We’d been going on for a while when we saw someone coming towards us. We could see he was an airman, and he asked us what was happening. We had dropped on an airfield, and it was my brother George! We were very glad to meet each other so far from home. It’s a small world! He didn’t know me in my tin hat. We had a few minutes with him, and before we parted I told him I would tell mother, who would be very pleased. He asked us if we had any cigarettes, so we gave him a packet before we said our goodbyes and we were on our way again.
In the distance there was a crowd of soldiers, and when we got nearer there was a notice chalked up: ‘Stragglers Post’. The Regimental Traffic Officer told us the way, and also that we had another six miles to walk! Before we started we were given some tea and bread and jam, and it tasted good – we were ready for it! It was almost dark when we finally arrived, and we had to report on what we had been doing and to explain our absence. They simply said, ‘Very interesting. Dismiss!’ Some of the boys had found a few bottles of wine in a house that had been evacuated, but the CO confiscated them. They ought to have kept it dark!
In the course of that same evening, 24 March, an unexpected visitor arrived at GHQ in the person of Lord Milner, en route from London to Paris to confer with Monsieur Clemenceau. In view of the seriousness of the situation in France – more serious even than the War Cabinet yet realized – Lloyd George had sent this trusted senior member of the War Cabinet to confer with the French Prime Minister. Lord Milner had been travelling all day, but he broke his journey at Montreuil to pay a courtesy call on the British Commander-in-Chief. But Sir Douglas Haig had already left for Bernaville, where General Byng had now set up Third Army Headquarters and where, for convenience, Haig was also to meet his own Chief of Staff, General Lawrence, whom he had sent to visit General Gough earlier in the day.
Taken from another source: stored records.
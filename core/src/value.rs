//! Feature and trait value codec.
//!
//! The API reports a feature state's value in one of two shapes depending on
//! the endpoint:
//!
//! * structured: `{"type": "unicode", "string_value": "x", "integer_value": null, "boolean_value": null}`
//!   (the `/features/featurestates/` family)
//! * raw scalar: `"x"`, `42`, `true` or `null` (the `/environments/{key}/featurestates/` family)
//!
//! Decoding accepts both without knowing which endpoint produced the payload:
//! the structured shape is tried first, then the scalar is classified.
//! Numbers are truncated toward zero. An unrecognised shape is logged and
//! decoded as `Absent`; it never fails the enclosing response.
//!
//! Encoding always produces the structured shape, and `Absent` encodes as
//! `null`.

use log::warn;
use serde::de::Deserializer;
use serde::ser::{SerializeStruct, Serializer};
use serde::{Deserialize, Serialize};
use serde_json::Value;

pub const TYPE_UNICODE: &str = "unicode";
pub const TYPE_INT: &str = "int";
pub const TYPE_BOOL: &str = "bool";
pub const TYPE_FLOAT: &str = "float";

/// The value carried by a feature state or multivariate option.
///
/// A structured payload whose selected field is null decodes to `Absent`, so
/// its `type` tag is dropped and it re-encodes as `null`.
#[derive(Debug, Clone, Default, PartialEq, Eq)]
pub enum FeatureStateValue {
    Unicode(String),
    Int(i64),
    Bool(bool),
    #[default]
    Absent,
}

/// The structured wire shape, as emitted by the feature-instance endpoints.
#[derive(Deserialize)]
struct StructuredValue {
    #[serde(rename = "type")]
    value_type: String,
    #[serde(default)]
    string_value: Option<String>,
    #[serde(default)]
    integer_value: Option<i64>,
    #[serde(default)]
    boolean_value: Option<bool>,
}

impl FeatureStateValue {
    /// Decode a value from either wire shape.
    pub fn from_json(raw: Value) -> Self {
        if raw.is_object() {
            match serde_json::from_value::<StructuredValue>(raw.clone()) {
                Ok(structured) => return Self::from_structured(structured),
                Err(e) => warn!("flagsmithapi: value is not in the structured shape: {e}"),
            }
        }
        Self::from_scalar(raw)
    }

    fn from_structured(value: StructuredValue) -> Self {
        let StructuredValue {
            value_type,
            string_value,
            integer_value,
            boolean_value,
        } = value;
        match value_type.as_str() {
            TYPE_UNICODE => string_value.map_or(Self::Absent, Self::Unicode),
            TYPE_INT => integer_value.map_or(Self::Absent, Self::Int),
            TYPE_BOOL => boolean_value.map_or(Self::Absent, Self::Bool),
            other => {
                warn!("flagsmithapi: unknown feature state value type '{other}'");
                if let Some(s) = string_value {
                    Self::Unicode(s)
                } else if let Some(i) = integer_value {
                    Self::Int(i)
                } else {
                    boolean_value.map_or(Self::Absent, Self::Bool)
                }
            }
        }
    }

    fn from_scalar(raw: Value) -> Self {
        match raw {
            Value::String(s) => Self::Unicode(s),
            Value::Number(n) => match n.as_i64() {
                Some(i) => Self::Int(i),
                // `as` truncates toward zero and saturates at the i64 bounds.
                None => n.as_f64().map_or(Self::Absent, |f| Self::Int(f as i64)),
            },
            Value::Bool(b) => Self::Bool(b),
            Value::Null => Self::Absent,
            other => {
                warn!("flagsmithapi: unrecognised feature state value {other}");
                Self::Absent
            }
        }
    }

    /// The wire `type` tag, or `None` when no value is set.
    pub fn type_tag(&self) -> Option<&'static str> {
        match self {
            Self::Unicode(_) => Some(TYPE_UNICODE),
            Self::Int(_) => Some(TYPE_INT),
            Self::Bool(_) => Some(TYPE_BOOL),
            Self::Absent => None,
        }
    }

    pub fn is_absent(&self) -> bool {
        matches!(self, Self::Absent)
    }

    pub fn as_str(&self) -> Option<&str> {
        match self {
            Self::Unicode(s) => Some(s),
            _ => None,
        }
    }

    pub fn as_int(&self) -> Option<i64> {
        match self {
            Self::Int(i) => Some(*i),
            _ => None,
        }
    }

    pub fn as_bool(&self) -> Option<bool> {
        match self {
            Self::Bool(b) => Some(*b),
            _ => None,
        }
    }
}

impl From<&str> for FeatureStateValue {
    fn from(s: &str) -> Self {
        Self::Unicode(s.to_string())
    }
}

impl From<String> for FeatureStateValue {
    fn from(s: String) -> Self {
        Self::Unicode(s)
    }
}

impl From<i64> for FeatureStateValue {
    fn from(i: i64) -> Self {
        Self::Int(i)
    }
}

impl From<bool> for FeatureStateValue {
    fn from(b: bool) -> Self {
        Self::Bool(b)
    }
}

impl Serialize for FeatureStateValue {
    fn serialize<S: Serializer>(&self, serializer: S) -> Result<S::Ok, S::Error> {
        let Some(value_type) = self.type_tag() else {
            return serializer.serialize_none();
        };
        let mut state = serializer.serialize_struct("FeatureStateValue", 4)?;
        state.serialize_field("type", value_type)?;
        state.serialize_field("string_value", &self.as_str())?;
        state.serialize_field("integer_value", &self.as_int())?;
        state.serialize_field("boolean_value", &self.as_bool())?;
        state.end()
    }
}

impl<'de> Deserialize<'de> for FeatureStateValue {
    fn deserialize<D: Deserializer<'de>>(deserializer: D) -> Result<Self, D::Error> {
        let raw = Value::deserialize(deserializer)?;
        Ok(Self::from_json(raw))
    }
}

/// An identity trait's value. Encoded on the wire as a bare scalar.
#[derive(Debug, Clone, PartialEq)]
pub enum TraitValue {
    String(String),
    Integer(i64),
    Float(f64),
    Boolean(bool),
}

#[derive(Deserialize)]
struct StructuredTraitValue {
    #[serde(rename = "type")]
    value_type: String,
    #[serde(default)]
    string_value: Option<String>,
    #[serde(default)]
    integer_value: Option<i64>,
    #[serde(default)]
    boolean_value: Option<bool>,
    #[serde(default)]
    float_value: Option<f64>,
}

impl TraitValue {
    /// Decode a trait value from either wire shape. Unlike feature values,
    /// fractional numbers keep their precision.
    pub fn from_json(raw: Value) -> Option<Self> {
        if raw.is_object() {
            match serde_json::from_value::<StructuredTraitValue>(raw.clone()) {
                Ok(v) => {
                    return match v.value_type.as_str() {
                        TYPE_UNICODE => v.string_value.map(Self::String),
                        TYPE_INT => v.integer_value.map(Self::Integer),
                        TYPE_BOOL => v.boolean_value.map(Self::Boolean),
                        TYPE_FLOAT => v.float_value.map(Self::Float),
                        other => {
                            warn!("flagsmithapi: unknown trait value type '{other}'");
                            None
                        }
                    }
                }
                Err(e) => warn!("flagsmithapi: trait value is not in the structured shape: {e}"),
            }
        }
        match raw {
            Value::String(s) => Some(Self::String(s)),
            Value::Number(n) => match n.as_i64() {
                Some(i) => Some(Self::Integer(i)),
                None => n.as_f64().map(Self::Float),
            },
            Value::Bool(b) => Some(Self::Boolean(b)),
            Value::Null => None,
            other => {
                warn!("flagsmithapi: unrecognised trait value {other}");
                None
            }
        }
    }
}

impl Serialize for TraitValue {
    fn serialize<S: Serializer>(&self, serializer: S) -> Result<S::Ok, S::Error> {
        match self {
            Self::String(s) => serializer.serialize_str(s),
            Self::Integer(i) => serializer.serialize_i64(*i),
            Self::Float(f) => serializer.serialize_f64(*f),
            Self::Boolean(b) => serializer.serialize_bool(*b),
        }
    }
}

impl From<&str> for TraitValue {
    fn from(s: &str) -> Self {
        Self::String(s.to_string())
    }
}

impl From<i64> for TraitValue {
    fn from(i: i64) -> Self {
        Self::Integer(i)
    }
}

impl From<f64> for TraitValue {
    fn from(f: f64) -> Self {
        Self::Float(f)
    }
}

impl From<bool> for TraitValue {
    fn from(b: bool) -> Self {
        Self::Boolean(b)
    }
}

pub(crate) fn deserialize_trait_value<'de, D>(deserializer: D) -> Result<Option<TraitValue>, D::Error>
where
    D: Deserializer<'de>,
{
    let raw = Value::deserialize(deserializer)?;
    Ok(TraitValue::from_json(raw))
}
Lawrence had found Gough in good heart. General Fayolle had been with him, for now that the Fifth Army was technically under the command of the French the two men were working closely together and they had arranged for a joint counter-attack to take place the following morning. They had outlined the details, which Lawrence now passed on to the Commander-in-Chief, and it was reasonable to believe that this would re-establish at least part of the line along the Somme. The right wing of Byng’s Third Army was falling back, but, where the situation appeared to be most precarious, newly arrived divisions had been ordered piecemeal into battle to plug gaps which might appear as the troops retired. Byng could only reiterate the orders he had issued on the instructions of the Commander-in-Chief, in the confident hope that they would be carried out.
Even so, there was cause for anxiety – so much so that, before leaving his headquarters at Montreuil, Haig had telegraphed urgently to London to request that Sir Henry Wilson, as Chief of the Imperial General Staff, should come to France. His message read, ‘Situation is serious. Morval Ridge lost so Third and Fifth Armies are separated. Junction with the French can only be re-established by vigorous offensive action of French while I do all I can from the north in conjunction with them. I meet Pétain tonight.’ He was unaware that Lord Milner was already speeding to Paris.
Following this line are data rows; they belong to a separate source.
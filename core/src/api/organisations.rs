//! Organisation lookup.

use uuid::Uuid;

use crate::client::FlagsmithClient;
use crate::error::ApiError;
use crate::transport::Transport;
use crate::types::Organisation;

impl<T: Transport> FlagsmithClient<T> {
    pub fn get_organisation_by_uuid(&self, organisation_uuid: Uuid) -> Result<Organisation, ApiError> {
        self.get(&format!("/organisations/get-by-uuid/{organisation_uuid}/"))
    }
}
At this juncture Haig badly needed backing, and he needed it particularly in his relations with the French. A staff car was standing by, and immediately after dinner Haig was to set off to drive to Dury, south of Amiens, to confer with General Pétain, who was driving north from Compiègne to meet him at eleven o’clock that night. Before Haig left Third Army Headquarters he impressed on General Byng that ‘at all costs’ he must maintain the left wing of his army where it met the First in the north, and stand fast in front of Arras. They would not be alone, he assured him. General Plumer had agreed to thin his line in the Belgian sector, and, by taking some divisions from the First and Second Armies, it was the intention of the Commander-in-Chief to concentrate a reserve line behind Arras. Meanwhile, he added, it was of the most vital importance that the Third Army should cling to its ground.
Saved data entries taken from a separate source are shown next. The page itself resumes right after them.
//! Segments, nested under a project. Lookups by UUID fill in `project_uuid`.

use uuid::Uuid;

use crate::client::FlagsmithClient;
use crate::error::{ApiError, Resource};
use crate::http::HttpMethod;
use crate::transport::Transport;
use crate::types::{Page, Segment};

impl<T: Transport> FlagsmithClient<T> {
    /// Fetch a segment by UUID and fill in its project's UUID.
    pub fn get_segment(&self, segment_uuid: Uuid) -> Result<Segment, ApiError> {
        let mut segment: Segment = self.lookup(
            &format!("/segments/get-by-uuid/{segment_uuid}/"),
            Resource::Segment,
            &segment_uuid.to_string(),
        )?;
        if let Some(project_id) = segment.project {
            segment.project_uuid = self.get_project_by_id(project_id)?.uuid;
        }
        Ok(segment)
    }

    /// First page of a project's segments.
    pub fn list_segments(&self, project_id: i64) -> Result<Vec<Segment>, ApiError> {
        let page: Page<Segment> = self.get(&format!("/projects/{project_id}/segments/"))?;
        Ok(page.results)
    }

    pub fn create_segment(&self, segment: &Segment) -> Result<Segment, ApiError> {
        let project_id = self.resolver().project_id(segment.project, segment.project_uuid)?;
        let payload = Segment {
            project: Some(project_id),
            ..segment.clone()
        };
        let mut created: Segment = self.send(
            HttpMethod::Post,
            &format!("/projects/{project_id}/segments/"),
            &payload,
        )?;
        created.project_uuid = segment.project_uuid;
        Ok(created)
    }

    pub fn update_segment(&self, segment: &Segment) -> Result<Segment, ApiError> {
        let segment_id = segment.id.ok_or(ApiError::MissingReference("segment"))?;
        let project_id = self.resolver().project_id(segment.project, segment.project_uuid)?;
        let payload = Segment {
            project: Some(project_id),
            ..segment.clone()
        };
        let mut updated: Segment = self.send(
            HttpMethod::Put,
            &format!("/projects/{project_id}/segments/{segment_id}/"),
            &payload,
        )?;
        updated.project_uuid = segment.project_uuid;
        Ok(updated)
    }

    pub fn delete_segment(&self, project_id: i64, segment_id: i64) -> Result<(), ApiError> {
        self.delete(&format!("/projects/{project_id}/segments/{segment_id}/"))
    }
}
Apart from necessary adjustments to maintain contact with the retirements on its right, the Third Army was indeed clinging to its ground, but further south, where its right wing was swinging back in a wide arc, things were not going quite in accordance with the orders which had been issued by Third Army HQ. Although the retirement had been carefully plotted on the map so that the line would remain intact, replicating those theoretical movements on the ground while being harried by an unco-operative enemy was another matter. In the tumult of attack and counter-attack, of piecemeal withdrawal and haphazard infiltrations by the foe – and, above all, in the unremitting shell-fire – the signals services had virtually collapsed. Even when orders reached a divisional headquarters, despite valiant individual efforts they seldom got through to the brigadiers whose task it was to orchestrate the movement of the troops. Telephone lines were smashed; runners could not cover the long distances from divisional headquarters; and, in the absence of conventional communications, mounted staff officers sent off to search frantically for brigades in the ‘line’ did not always succeed in finding them. When they did, more often than not the position in the so-called line had altered so drastically that the orders were no longer relevant. Divisions were retiring less in accordance with instructions from Army Headquarters than by improvised arrangements between individual brigadiers as circumstances demanded. They were not running, but they were fighting as they went, and it was hard to know what was happening. No matter how brigades and battalions tried to ‘keep in touch’, it was no wonder that gaps appeared. As darkness fell, they grew wider.
Even in daylight, moving across the old Somme battlefields had been difficult. There were few landmarks. A few haphazard heaps of rubble or a trace of brickdust among the old shell-holes was all that remained to show the location of a village pulverized in the fighting of 1916, and here and there a skeletal cluster of jagged stumps marked the site of a wood. A maze of old trenches littered the wasteland. They were deep and treacherous, festooned with barricades of rusting barbed wire – formidable obstacles in the path of troops trying to take up a line or to make their way across country. But the enemy, endeavouring to thrust forward, was encountering the same difficulties. Here and there, fighting patrols of fifty or a hundred, pushing blindly into strange terrain, were actually moving parallel to some British battalion as it withdrew, unbeknown to either. The going was slow. Although the roads had been patched up, they were frequently blocked by a line of transport wagons or guns moving back to new positions.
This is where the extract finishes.